Article Text

  1. D. N. Khalil,
  2. W. P. Tansey
  1. Cold Spring Harbor Labs, Cold Spring Harbor, NY.


Recent data suggest that excessive c-Myc expression is important in maintaining and preventing the regression of prostate cancer. Separate studies have shown that MBP1 can cause prostate cancer regression in mouse systems. A rapid convergence of evidence from our laboratory and others led us to hypothesize that MBP1 and Myc are interacting in prostate cancer cells to affect tumor progression.
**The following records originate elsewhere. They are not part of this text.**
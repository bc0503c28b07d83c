//! Historical payroll: loading, filtering and per-period reporting

mod record;
pub mod loader;
mod report;
mod table;

pub use record::{
    AmountColumn, PayAmounts, PayrollRecord, EMPLOYER_COLUMN, PERIOD_COLUMN, PERSON_COLUMN, REQUIRED_COLUMNS,
    ROLE_COLUMN,
};
pub use loader::{load_default_history, load_history, load_history_from_reader, DEFAULT_HISTORY_PATH};
pub use report::{summary_by_period, totals, write_csv, write_summary_csv, PeriodSummary};
pub use table::{HistoryQuery, PayrollHistory, PeriodLabel};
Yeast-two-hybrid screening for proteins that interact with Myc yielded several independent isolates of MBP1. Interestingly, Myc and MBP1 have striking functional similarities with regard to apoptosis and gene repression, processes that have direct implications for cancer progression. Considering the role of Myc and the specific role of MBP1 in prostate cancer, we therefore hypothesize that the interaction between MBP1 and Myc is a key determinant of malignancy in prostate cancer. We aim (1) to confirm the interaction between Myc and MBP1 and determine if this interaction is prostate cancer specific; (2) to determine if MBP1 affects Myc's regulation of target genes; and (3) to determine if the MBP1-Myc interaction affects cellular transformation and cancer-affecting processes. Our preliminary data suggest that there is a strong interaction between Myc and MBP1. We have characterized antibodies and siRNA sequences that can be effectively used to detect and knock down MBP1. Using these tools and others, we will confirm the Myc-MBP1 interaction using coimmunoprecipitation (coIP) experiments. We will also use coIP to identify mutants of each protein that cannot bind the other. We will use quantitative PCR and chromatin IP to establish if MBP1 affects Myc gene regulation, particularly gene repression. We will use the TUNEL assay to determine if MBP1 and Myc affect each other's apoptosis-inducing properties. Finally, we will assay the effect that the Myc-MBP1 interaction has on cellular transformation, examining anchorage-independent growth, loss of contact inhibition, and the ability to produce a tumor in nude mice. These experiments will be complemented with parallel studies in nonprostate and noncancer cells to determine if the interaction, or its properties, are prostate or, more importantly, prostate cancer specific. These data can potentially yield a diagnostic assay for early detection of prostate cancer. They can also expose an Achilles' heel of prostate cancer against which drugs can be targeted.